Joe Ryan (Bloomington, Indiana)
Despite Mr. Rosini's criticism, what he says doesn't seem contrary to what Mr. Butman says about humans using nature. Valuing diversity per se can be rationalized either by idolizing what is non-human or by trying to make sure that the benefits of nature for humans endure. Both Mr. Butman and Mr. Rosini seem to be saying the latter.

One way of confronting this question of attitude would be to consider replacing the term "organic" with the phrase "all inputs acquired by killing plants and animals."
Molly (Middle of Nowhere)
I am hardly religious, but support sustaining and even allowing nature to recover from the depredations forced upon it by humans. We know so much more now than ever in the history of mankind and our predecessors, how interconnected with our natural surroundings we are, how we rely on nature for our own survival as a species.

As nature suffers, so do we, and not just metaphorically. If we continue in the selfish ways begun during the last century, continuing into this one, I've no doubt the earth itself will survive and regenerate - once we've caused our own extinction and that of other living species in the process.

In December of 1972 we all marveled at the first photo of our planet in whole, taken from space by the Apollo 17 crew. It was then that the protection of our environment entered the conscious of the public, began to become mainstream. For the first time we were collectively allowed the view of "the big picture" Let's not lose sight of it to our own peril and that of the other species with which we share this Big Blue Marble.
Molly (Middle of Nowhere)
A point I neglected to mention is the explosion of the population, worldwide, that creeps close enough to, as well as into, and destroys habitat of the other species. That is something that is not sustainable.
sdavidc9 (Cornwall)
The earth is a large garden, and we are the gardeners. We will keep some areas to do their own thing and be overgrown, cunningly imitate the overgrownness in other areas, as we did in New York City's Central Park, and use other areas for our own benefit.

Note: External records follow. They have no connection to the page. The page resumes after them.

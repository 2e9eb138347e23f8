//! Frame states: resumable interpreter snapshots.
//!
//! A frame state captures what the interpreter needs to resume a method —
//! the method, a bytecode index, and the values of locals and operand-stack
//! slots. Deoptimization replays execution from the state attached to the
//! failing node.
//!
//! Any node whose execution has an externally visible effect is a
//! *state-split*: once the graph reaches
//! [`GraphStage::FrameStatesAssigned`](crate::graph::GraphStage), it must
//! own a frame state, and verification enforces that. Begin nodes carry the
//! may-attach capability for control-dependent nodes but declare no side
//! effect of their own, so they never require a state.

use smallvec::SmallVec;

use crate::graph::Graph;
use crate::node::{Input, InputType, MethodRef, NodeId, NodeOp, UNKNOWN_BCI};
use crate::stamp::Stamp;

// =============================================================================
// Frame State Data
// =============================================================================

/// Layout of a frame state: where execution resumes and how many slots the
/// snapshot holds. Slot values are the node's `Value` inputs, locals first,
/// then operand stack.
#[derive(Debug, Clone, Copy, PartialEq, Eq, Hash)]
pub struct FrameStateData {
    /// The method to resume in.
    pub method: MethodRef,
    /// The bytecode index to resume at.
    pub bci: u32,
    /// Number of local-variable slots.
    pub locals: u16,
    /// Number of operand-stack slots.
    pub stack: u16,
}

impl FrameStateData {
    pub fn new(method: MethodRef, bci: u32, locals: u16, stack: u16) -> Self {
        FrameStateData {
            method,
            bci,
            locals,
            stack,
        }
    }

    /// An empty snapshot at an unknown position, for tests and synthetic
    /// deopt points.
    pub fn empty(method: MethodRef) -> Self {
        FrameStateData::new(method, UNKNOWN_BCI, 0, 0)
    }

    /// Total captured slots.
    pub fn slot_count(&self) -> usize {
        self.locals as usize + self.stack as usize
    }
}

// =============================================================================
// Graph Operations
// =============================================================================

impl Graph {
    /// Add a frame state capturing `slots` (locals first, then stack).
    ///
    /// `outer` links the state of the inlined caller scope, if this state
    /// describes an inlined frame.
    pub fn add_frame_state(
        &mut self,
        data: FrameStateData,
        slots: &[NodeId],
        outer: Option<NodeId>,
    ) -> NodeId {
        debug_assert_eq!(data.slot_count(), slots.len());
        let mut inputs: SmallVec<[Input; 8]> = slots.iter().map(|&v| Input::value(v)).collect();
        if let Some(outer) = outer {
            debug_assert!(matches!(self.node(outer).op, NodeOp::FrameState(_)));
            inputs.push(Input::state(outer));
        }
        self.add(NodeOp::FrameState(data), Stamp::Void, &inputs)
    }

    /// The frame state attached to `node`, if any.
    pub fn state_input(&self, node: NodeId) -> Option<NodeId> {
        self.node(node)
            .find_input(InputType::State)
            .filter(|&s| matches!(self.node(s).op, NodeOp::FrameState(_)))
    }

    /// Attach (or retarget) the frame state of a state-split.
    pub fn set_state_input(&mut self, node: NodeId, state: NodeId) {
        debug_assert!(matches!(self.node(state).op, NodeOp::FrameState(_)));
        let existing = self
            .node(node)
            .inputs()
            .iter()
            .position(|input| input.ty == InputType::State);
        match existing {
            Some(index) => self.replace_input(node, index, state),
            None => self.add_input(node, Input::state(state)),
        }
    }

    /// The outer (inlined-caller) state of a frame state, if present.
    pub fn outer_state(&self, state: NodeId) -> Option<NodeId> {
        debug_assert!(matches!(self.node(state).op, NodeOp::FrameState(_)));
        self.node(state).find_input(InputType::State)
    }
}

// =============================================================================
// Tests
// =============================================================================

#[cfg(test)]
mod tests {
    use super::*;
    use crate::graph::GraphStage;

    #[test]
    fn test_slot_inputs_follow_the_layout() {
        let mut g = Graph::new();
        let a = g.const_int(1);
        let b = g.const_int(2);
        let c = g.const_int(3);
        let state = g.add_frame_state(FrameStateData::new(9, 14, 2, 1), &[a, b, c], None);

        match &g.node(state).op {
            NodeOp::FrameState(data) => {
                assert_eq!(data.slot_count(), 3);
                assert_eq!(data.bci, 14);
            }
            _ => unreachable!(),
        }
        assert!(g.verify().is_ok());
    }

    #[test]
    fn test_outer_state_links_inlined_scopes() {
        let mut g = Graph::new();
        let caller = g.add_frame_state(FrameStateData::empty(1), &[], None);
        let inlined = g.add_frame_state(FrameStateData::empty(2), &[], Some(caller));
        assert_eq!(g.outer_state(inlined), Some(caller));
        assert_eq!(g.outer_state(caller), None);
    }

    #[test]
    fn test_state_split_verification_tightens_with_stage() {
        let mut g = Graph::new();
        let entry = g.append_begin(g.start);
        let target = crate::invoke::CallTarget::new(5, crate::invoke::InvokeKind::Static);
        let invoke = g.append_invoke(entry, target, &[], Stamp::INT);
        g.append_return(invoke, Some(invoke));

        // While building, a stateless invoke is legal.
        assert!(g.verify().is_ok());

        g.advance_stage(GraphStage::FrameStatesAssigned);
        assert!(g.verify().is_err());

        let state = g.add_frame_state(FrameStateData::empty(5), &[], None);
        g.set_state_input(invoke, state);
        assert!(g.verify().is_ok());
    }

    #[test]
    fn test_set_state_input_retargets_existing_edge() {
        let mut g = Graph::new();
        let entry = g.append_begin(g.start);
        let target = crate::invoke::CallTarget::new(5, crate::invoke::InvokeKind::Static);
        let invoke = g.append_invoke(entry, target, &[], Stamp::INT);

        let s1 = g.add_frame_state(FrameStateData::empty(5), &[], None);
        let s2 = g.add_frame_state(FrameStateData::new(5, 7, 0, 0), &[], None);
        g.set_state_input(invoke, s1);
        g.set_state_input(invoke, s2);

        assert_eq!(g.state_input(invoke), Some(s2));
        assert!(g.usages(s1).is_empty());
    }
}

We are the gardeners of the whole earth because only we can see the whole earth. Our present task is to figure out how to preserve the fertility of our garden so that it does not wither and make mankind wither with it.
Earlene (New York)
Gardening is not love of nature, but love of landscaping. That's fine, but it is what it is.
Patrick Weisel (New York City)
Like it, or not, the entire planet is now a garden -- see McKibben's "The End of Nature," or Marris', "Rambunctious Garden". The only question remaining is, is that garden vernacular, or designed?